The most common signs of malabsorption include diarrhea, steatorrhea, abdominal bloating, and nutritional deficiencies. Diarrhea is the consequence of the presence of unabsorbed water in the gastrointestinal tract, while steatorrhea, the production of light-colored, soft, bulky, greasy, and foul-smelling stools, is the consequence of the presence of large amounts of unabsorbed fats. In addition to diarrhea, the presence of unabsorbed carbohydrates leads to abdominal bloating and flatulence.
Nutritional deficiencies are responsible of a series of other malabsorption-related pathological conditions. For example, edema is the result of impaired protein absorption which in turn causes water accumulation in interstitial spaces throughout the body, while anemia is triggered by iron or vitamin deficiency.
Stool test is the most reliable tool to diagnose malabsorption, especially for detecting and measuring the quantity of stool fats. An amount of stool fats higher than 7 grams per day is usually the diagnostic hallmark which underlines the presence of malasborption. Very useful are also histological tests to detect the presence of parasitic infections, together with bowel biopsy to find possible abnormalities in the small intestine walls and pancreatic function tests to detect impaired pancreas functionality.
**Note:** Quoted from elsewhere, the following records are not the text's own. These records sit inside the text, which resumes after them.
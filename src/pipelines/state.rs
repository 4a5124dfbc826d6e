//! Fixed-function state descriptors.
//!
//! These are small immutable values created once at start-up. Frame recording
//! copies them into each draw's pipeline descriptor, and the executor turns
//! them into the matching `wgpu` primitive/depth/sampler descriptors.

#[derive(Clone, Copy, Debug, PartialEq, Eq, Hash)]
pub enum FillMode {
    Solid,
    Wireframe,
}

impl FillMode {
    pub fn toggled(self) -> Self {
        match self {
            FillMode::Solid => FillMode::Wireframe,
            FillMode::Wireframe => FillMode::Solid,
        }
    }
}

#[derive(Clone, Copy, Debug, PartialEq, Eq, Hash)]
pub enum CullMode {
    None,
    Front,
    Back,
}

#[derive(Clone, Copy, Debug, PartialEq, Eq, Hash)]
pub enum PrimitiveTopology {
    TriangleList,
    /// Patches of three control points, expanded by the tessellation stages.
    PatchList3,
}

impl PrimitiveTopology {
    pub fn is_patch_list(self) -> bool {
        matches!(self, PrimitiveTopology::PatchList3)
    }
}

#[derive(Clone, Copy, Debug, PartialEq, Eq, Hash)]
pub struct RasterizerState {
    pub fill: FillMode,
    pub cull: CullMode,
    pub depth_clip: bool,
}

impl RasterizerState {
    /// The state a null binding resets to.
    pub const DEFAULT: Self = Self {
        fill: FillMode::Solid,
        cull: CullMode::Back,
        depth_clip: true,
    };

    pub fn with_fill(self, fill: FillMode) -> Self {
        Self { fill, ..self }
    }

    /// Builds the `wgpu` primitive state. Wireframe and disabled depth clipping
    /// need optional device features; without them the state degrades to solid
    /// fill and clipped depth.
    pub fn to_primitive(&self, features: wgpu::Features) -> wgpu::PrimitiveState {
        let polygon_mode = match self.fill {
            FillMode::Wireframe if features.contains(wgpu::Features::POLYGON_MODE_LINE) => {
                wgpu::PolygonMode::Line
            }
            _ => wgpu::PolygonMode::Fill,
        };
        wgpu::PrimitiveState {
            topology: wgpu::PrimitiveTopology::TriangleList,
            strip_index_format: None,
            // Front faces wind clockwise in the left-handed convention meshes
            // are converted to.
            front_face: wgpu::FrontFace::Cw,
            cull_mode: match self.cull {
                CullMode::None => None,
                CullMode::Front => Some(wgpu::Face::Front),
                CullMode::Back => Some(wgpu::Face::Back),
            },
            polygon_mode,
            unclipped_depth: !self.depth_clip
                && features.contains(wgpu::Features::DEPTH_CLIP_CONTROL),
            conservative: false,
        }
    }
}

impl Default for RasterizerState {
    fn default() -> Self {
        Self::DEFAULT
    }
}

#[derive(Clone, Copy, Debug, PartialEq, Eq, Hash)]
pub enum CompareFunction {
    Never,
    Less,
    LessEqual,
    Always,
}

impl From<CompareFunction> for wgpu::CompareFunction {
    fn from(f: CompareFunction) -> Self {
        match f {
            CompareFunction::Never => wgpu::CompareFunction::Never,
            CompareFunction::Less => wgpu::CompareFunction::Less,
            CompareFunction::LessEqual => wgpu::CompareFunction::LessEqual,
            CompareFunction::Always => wgpu::CompareFunction::Always,
        }
    }
}

#[derive(Clone, Copy, Debug, PartialEq, Eq, Hash)]
pub struct DepthStencilState {
    pub depth_test: bool,
    pub depth_write: bool,
    pub compare: CompareFunction,
}

impl DepthStencilState {
    /// The state a null binding resets to.
    pub const DEFAULT: Self = Self {
        depth_test: true,
        depth_write: true,
        compare: CompareFunction::Less,
    };

    pub fn to_wgpu(&self, format: wgpu::TextureFormat) -> wgpu::DepthStencilState {
        wgpu::DepthStencilState {
            format,
            depth_write_enabled: self.depth_test && self.depth_write,
            depth_compare: if self.depth_test {
                self.compare.into()
            } else {
                wgpu::CompareFunction::Always
            },
            stencil: wgpu::StencilState::default(),
            bias: wgpu::DepthBiasState::default(),
        }
    }
}

impl Default for DepthStencilState {
    fn default() -> Self {
        Self::DEFAULT
    }
}

#[derive(Clone, Copy, Debug, PartialEq, Eq, Hash)]
pub enum AddressMode {
    Wrap,
    Clamp,
}

/// Linear-filtered sampler description.
#[derive(Clone, Copy, Debug, PartialEq, Eq, Hash)]
pub struct SamplerState {
    pub address: AddressMode,
    pub max_anisotropy: u16,
}

impl SamplerState {
    pub fn descriptor<'a>(&self, label: &'a str) -> wgpu::SamplerDescriptor<'a> {
        let address_mode = match self.address {
            AddressMode::Wrap => wgpu::AddressMode::Repeat,
            AddressMode::Clamp => wgpu::AddressMode::ClampToEdge,
        };
        wgpu::SamplerDescriptor {
            label: Some(label),
            address_mode_u: address_mode,
            address_mode_v: address_mode,
            address_mode_w: address_mode,
            mag_filter: wgpu::FilterMode::Linear,
            min_filter: wgpu::FilterMode::Linear,
            mipmap_filter: wgpu::MipmapFilterMode::Linear,
            lod_min_clamp: 0.0,
            lod_max_clamp: f32::MAX,
            anisotropy_clamp: self.max_anisotropy.max(1),
            ..Default::default()
        }
    }

    pub fn create(&self, device: &wgpu::Device, label: &str) -> wgpu::Sampler {
        device.create_sampler(&self.descriptor(label))
    }
}

/// Every fixed-function state object the demo uses.
#[derive(Clone, Copy, Debug, PartialEq, Eq)]
pub struct RenderStates {
    pub solid: RasterizerState,
    pub wireframe: RasterizerState,
    pub sky_rasterizer: RasterizerState,
    pub sky_depth: DepthStencilState,
    pub basic_sampler: SamplerState,
    pub height_sampler: SamplerState,
}

impl RenderStates {
    pub fn new() -> Self {
        let solid = RasterizerState {
            fill: FillMode::Solid,
            cull: CullMode::None,
            depth_clip: false,
        };
        Self {
            solid,
            wireframe: solid.with_fill(FillMode::Wireframe),
            // The camera sits inside the sky cube.
            sky_rasterizer: RasterizerState {
                fill: FillMode::Solid,
                cull: CullMode::Front,
                depth_clip: true,
            },
            // The sky is drawn at the far plane, where depth equals the cleared 1.0.
            sky_depth: DepthStencilState {
                depth_test: true,
                depth_write: true,
                compare: CompareFunction::LessEqual,
            },
            basic_sampler: SamplerState {
                address: AddressMode::Wrap,
                max_anisotropy: 16,
            },
            height_sampler: SamplerState {
                address: AddressMode::Clamp,
                max_anisotropy: 16,
            },
        }
    }

    pub fn rasterizer_for(&self, fill: FillMode) -> RasterizerState {
        match fill {
            FillMode::Solid => self.solid,
            FillMode::Wireframe => self.wireframe,
        }
    }
}

impl Default for RenderStates {
    fn default() -> Self {
        Self::new()
    }
}

#[cfg(test)]
mod tests {
    use super::*;

    #[test]
    fn toggling_fill_mode_changes_only_the_fill() {
        let states = RenderStates::new();
        let solid = states.rasterizer_for(FillMode::Solid);
        let wire = states.rasterizer_for(FillMode::Solid.toggled());

        assert_eq!(solid.fill, FillMode::Solid);
        assert_eq!(wire.fill, FillMode::Wireframe);
        assert_eq!(solid.cull, wire.cull);
        assert_eq!(solid.depth_clip, wire.depth_clip);
        assert_eq!(FillMode::Wireframe.toggled(), FillMode::Solid);

        let all = wgpu::Features::POLYGON_MODE_LINE | wgpu::Features::DEPTH_CLIP_CONTROL;
        let a = solid.to_primitive(all);
        let b = wire.to_primitive(all);
        assert_eq!(a.polygon_mode, wgpu::PolygonMode::Fill);
        assert_eq!(b.polygon_mode, wgpu::PolygonMode::Line);
        assert_eq!(wgpu::PrimitiveState { polygon_mode: wgpu::PolygonMode::Fill, ..b }, a);
    }

    #[test]
    fn wireframe_degrades_without_the_line_feature() {
        let wire = RenderStates::new().wireframe;
        let primitive = wire.to_primitive(wgpu::Features::empty());
        assert_eq!(primitive.polygon_mode, wgpu::PolygonMode::Fill);
        assert!(!primitive.unclipped_depth);
    }

    #[test]
    fn sky_states_cull_front_and_pass_at_far_depth() {
        let states = RenderStates::new();
        let primitive = states.sky_rasterizer.to_primitive(wgpu::Features::empty());
        assert_eq!(primitive.cull_mode, Some(wgpu::Face::Front));

        let depth = states.sky_depth.to_wgpu(wgpu::TextureFormat::Depth24PlusStencil8);
        assert_eq!(depth.depth_compare, wgpu::CompareFunction::LessEqual);
    }

    #[test]
    fn null_bindings_reset_to_the_defaults() {
        assert_eq!(RasterizerState::default().cull, CullMode::Back);
        assert_eq!(
            DepthStencilState::default().to_wgpu(wgpu::TextureFormat::Depth32Float).depth_compare,
            wgpu::CompareFunction::Less
        );
    }

    #[test]
    fn samplers_filter_linearly_across_mip_levels() {
        let states = RenderStates::new();
        let basic = states.basic_sampler.descriptor("basic");
        assert_eq!(basic.address_mode_u, wgpu::AddressMode::Repeat);
        assert_eq!(basic.mipmap_filter, wgpu::MipmapFilterMode::Linear);
        assert_eq!(basic.min_filter, wgpu::FilterMode::Linear);

        let height = states.height_sampler.descriptor("height");
        assert_eq!(height.address_mode_v, wgpu::AddressMode::ClampToEdge);
        assert_eq!(height.mipmap_filter, wgpu::MipmapFilterMode::Linear);
        assert!(height.anisotropy_clamp >= 1);
    }
}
Frequently used as diagnostic tools are also blood and other laboratory tests, which reveal possible deficiencies in the levels of lactose and vitamin B12. Instead, imaging tests allow to reveal structural anomalies or episodes of bacterial overgrowth which might underline an episode of malabsorption. These include common techniques such as endoscopy, CT scan, and x-ray.
The prognosis of malabsorption depends on the etiological factors concerned.